---------- Data excerpts

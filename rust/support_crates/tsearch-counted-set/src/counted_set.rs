//! The counted set API.

use tinyvec::ArrayVec;
use tsearch_common::{Result, error::Error};

use crate::{
    arena::NodeArena,
    lookup::{MAX_DEPTH, Path},
    node::{Node, NodeIndex},
};

/// A multiset of `i64` keys backed by an AVL tree stored in a [`NodeArena`].
///
/// Every key carries an occurrence count. Removing a key zeroes its count but keeps the
/// node in place (a tombstone), so each key occupies at most one arena slot for the
/// lifetime of the set and re-adding a removed key reuses its slot.
///
/// Counts saturate at `u64::MAX` instead of wrapping.
///
/// # Examples
///
/// ```
/// use tsearch_counted_set::CountedSet;
///
/// let mut postings = CountedSet::new();
/// postings.add(10).unwrap();
/// postings.add(20).unwrap();
/// postings.add(10).unwrap();
///
/// assert_eq!(postings.len(), 2);
/// assert_eq!(postings.count_of(10), 2);
/// assert_eq!(postings.sorted_keys().unwrap(), vec![10, 20]);
/// ```
#[derive(Clone, Default)]
pub struct CountedSet {
    arena: NodeArena,
    /// Number of nodes with a non-zero count.
    live: usize,
}

impl CountedSet {
    /// Creates an empty set.
    pub fn new() -> CountedSet {
        CountedSet {
            arena: NodeArena::new(),
            live: 0,
        }
    }

    /// Creates an empty set with room for at least `capacity` distinct keys.
    ///
    /// Fails if the requested storage cannot be allocated.
    pub fn with_capacity(capacity: usize) -> Result<CountedSet> {
        Ok(CountedSet {
            arena: NodeArena::with_capacity(capacity)?,
            live: 0,
        })
    }

    /// Creates an empty set that refuses to hold more than `limit` distinct keys,
    /// tombstones included.
    pub fn with_node_limit(limit: usize) -> CountedSet {
        CountedSet {
            arena: NodeArena::new().with_node_limit(limit),
            live: 0,
        }
    }

    /// Builds a set by adding every key of `keys` once.
    pub fn from_keys(keys: impl IntoIterator<Item = i64>) -> Result<CountedSet> {
        let mut set = CountedSet::new();
        set.try_extend(keys)?;
        Ok(set)
    }

    /// Deep copy that reports allocation failure instead of aborting.
    pub fn try_clone(&self) -> Result<CountedSet> {
        Ok(CountedSet {
            arena: self.arena.try_clone()?,
            live: self.live,
        })
    }

    /// Number of keys with a non-zero count.
    #[inline]
    pub fn len(&self) -> usize {
        self.live
    }

    #[inline]
    pub fn is_empty(&self) -> bool {
        self.live == 0
    }

    /// Number of arena slots in use, tombstones included.
    #[inline]
    pub fn node_count(&self) -> usize {
        self.arena.len()
    }

    #[inline]
    pub fn capacity(&self) -> usize {
        self.arena.capacity()
    }

    /// Read-only view of the underlying arena.
    #[inline]
    pub fn arena(&self) -> &NodeArena {
        &self.arena
    }

    /// Returns `true` if `key` has a non-zero count.
    pub fn contains(&self, key: i64) -> bool {
        self.count_of(key) > 0
    }

    /// Returns the occurrence count of `key`, zero when absent or removed.
    pub fn count_of(&self, key: i64) -> u64 {
        if self.live == 0 {
            return 0;
        }
        self.arena.find(key).map_or(0, |index| self.arena[index].count)
    }

    /// Adds one occurrence of `key`.
    pub fn add(&mut self, key: i64) -> Result<()> {
        self.add_count(key, 1)
    }

    /// Adds `amount` occurrences of `key`.
    ///
    /// An existing node (live or tombstoned) is incremented in place, saturating at
    /// `u64::MAX`. A new key gets a fresh node which is then balanced into the tree.
    /// Adding zero occurrences of an absent key is a no-op.
    ///
    /// Fails only when a new node cannot be allocated; the set is unchanged then.
    pub fn add_count(&mut self, key: i64, amount: u64) -> Result<()> {
        let mut path = Path::new();
        let probe = self.arena.walk(key, |step| path.push(step));

        if !probe.found.is_none() {
            let node = &mut self.arena[probe.found];
            let previous = node.count;
            node.count = previous.saturating_add(amount);
            if previous == 0 && node.count > 0 {
                self.live += 1;
            }
            return Ok(());
        }

        if amount == 0 {
            return Ok(());
        }

        let index = self.arena.allocate(key, amount)?;
        if let Some(parent) = path.last() {
            self.arena[parent.index].set_child(parent.direction, index);
            self.arena.rebalance_path(&path);
        }
        self.live += 1;
        Ok(())
    }

    /// Adds one occurrence of each key, stopping at the first failure.
    pub fn try_extend(&mut self, keys: impl IntoIterator<Item = i64>) -> Result<()> {
        for key in keys {
            self.add(key)?;
        }
        Ok(())
    }

    /// Removes every occurrence of `key`. The node stays in the tree as a tombstone.
    ///
    /// Returns the count the key had before removal.
    pub fn remove(&mut self, key: i64) -> u64 {
        let Some(index) = self.arena.find(key) else {
            return 0;
        };
        let node = &mut self.arena[index];
        let previous = std::mem::take(&mut node.count);
        if previous > 0 {
            self.live -= 1;
        }
        previous
    }

    /// Lowers the count of `key` by `amount`, removing the key once nothing is left.
    pub(crate) fn reduce(&mut self, key: i64, amount: u64) {
        let Some(index) = self.arena.find(key) else {
            return;
        };
        let node = &mut self.arena[index];
        if node.count == 0 {
            return;
        }
        if amount >= node.count {
            node.count = 0;
            self.live -= 1;
        } else {
            node.count -= amount;
        }
    }

    /// Removes every key. The tree shape is preserved, with all nodes tombstoned.
    pub fn remove_all(&mut self) {
        self.arena
            .nodes_mut()
            .iter_mut()
            .for_each(|node| node.count = 0);
        self.live = 0;
    }

    /// Returns the live keys ordered by descending count.
    ///
    /// The order among keys with equal counts is unspecified.
    pub fn sorted_keys(&self) -> Result<Vec<i64>> {
        let nodes = self.sorted_live_nodes()?;
        let mut keys = Vec::new();
        keys.try_reserve_exact(nodes.len())
            .map_err(|e| Error::allocation("counted set keys", e))?;
        keys.extend(nodes.iter().map(|node| node.key));
        Ok(keys)
    }

    /// Returns the live `(key, count)` entries ordered by descending count.
    ///
    /// The order among entries with equal counts is unspecified.
    pub fn sorted_entries(&self) -> Result<Vec<(i64, u64)>> {
        let nodes = self.sorted_live_nodes()?;
        let mut entries = Vec::new();
        entries
            .try_reserve_exact(nodes.len())
            .map_err(|e| Error::allocation("counted set entries", e))?;
        entries.extend(nodes.iter().map(|node| (node.key, node.count)));
        Ok(entries)
    }

    fn sorted_live_nodes(&self) -> Result<Vec<Node>> {
        let mut nodes = self.arena.snapshot()?;
        nodes.retain(Node::is_live);
        nodes.sort_unstable_by(|a, b| b.count.cmp(&a.count));
        debug_assert_eq!(nodes.len(), self.live);
        Ok(nodes)
    }

    /// Iterates over the live `(key, count)` entries in ascending key order.
    pub fn iter(&self) -> Iter<'_> {
        Iter::new(&self.arena)
    }

    /// Verifies the internal consistency of the set. Meant for tests.
    ///
    /// # Panics
    ///
    /// Panics if the tree is misordered, a balance factor is stale or out of range,
    /// some slot is unreachable from the root, or the live count is wrong.
    #[doc(hidden)]
    pub fn verify(&self) {
        let nodes = self.arena.nodes();
        assert_eq!(nodes.iter().filter(|n| n.is_live()).count(), self.live);
        assert!(self.live <= nodes.len());
        let (_, reachable) = self.arena.verify_subtree(
            if nodes.is_empty() {
                NodeIndex::NONE
            } else {
                NodeIndex::ROOT
            },
            None,
            None,
        );
        assert_eq!(reachable, nodes.len(), "unreachable arena slots");
    }
}

impl std::fmt::Debug for CountedSet {
    fn fmt(&self, f: &mut std::fmt::Formatter<'_>) -> std::fmt::Result {
        f.debug_map().entries(self.iter()).finish()
    }
}

impl<'a> IntoIterator for &'a CountedSet {
    type Item = (i64, u64);
    type IntoIter = Iter<'a>;

    fn into_iter(self) -> Self::IntoIter {
        self.iter()
    }
}

/// In-order iterator over the live entries of a [`CountedSet`].
pub struct Iter<'a> {
    arena: &'a NodeArena,
    stack: ArrayVec<[NodeIndex; MAX_DEPTH]>,
}

impl<'a> Iter<'a> {
    fn new(arena: &'a NodeArena) -> Iter<'a> {
        let mut iter = Iter {
            arena,
            stack: ArrayVec::new(),
        };
        if !arena.is_empty() {
            iter.push_left_spine(NodeIndex::ROOT);
        }
        iter
    }

    fn push_left_spine(&mut self, mut index: NodeIndex) {
        while !index.is_none() {
            self.stack.push(index);
            index = self.arena[index].left;
        }
    }
}

impl Iterator for Iter<'_> {
    type Item = (i64, u64);

    fn next(&mut self) -> Option<Self::Item> {
        while let Some(index) = self.stack.pop() {
            let node = &self.arena[index];
            self.push_left_spine(node.right);
            if node.is_live() {
                return Some((node.key, node.count));
            }
        }
        None
    }
}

--------------------

▶ [Problem requirements]
From the entries above, extract every line where the word "IntoIterator" appears.

▶ [Answer box]
    pub fn from_keys(keys: impl IntoIterator<Item = i64>) -> Result<CountedSet> {
    pub fn try_extend(&mut self, keys: impl IntoIterator<Item = i64>) -> Result<()> {
impl<'a> IntoIterator for &'a CountedSet {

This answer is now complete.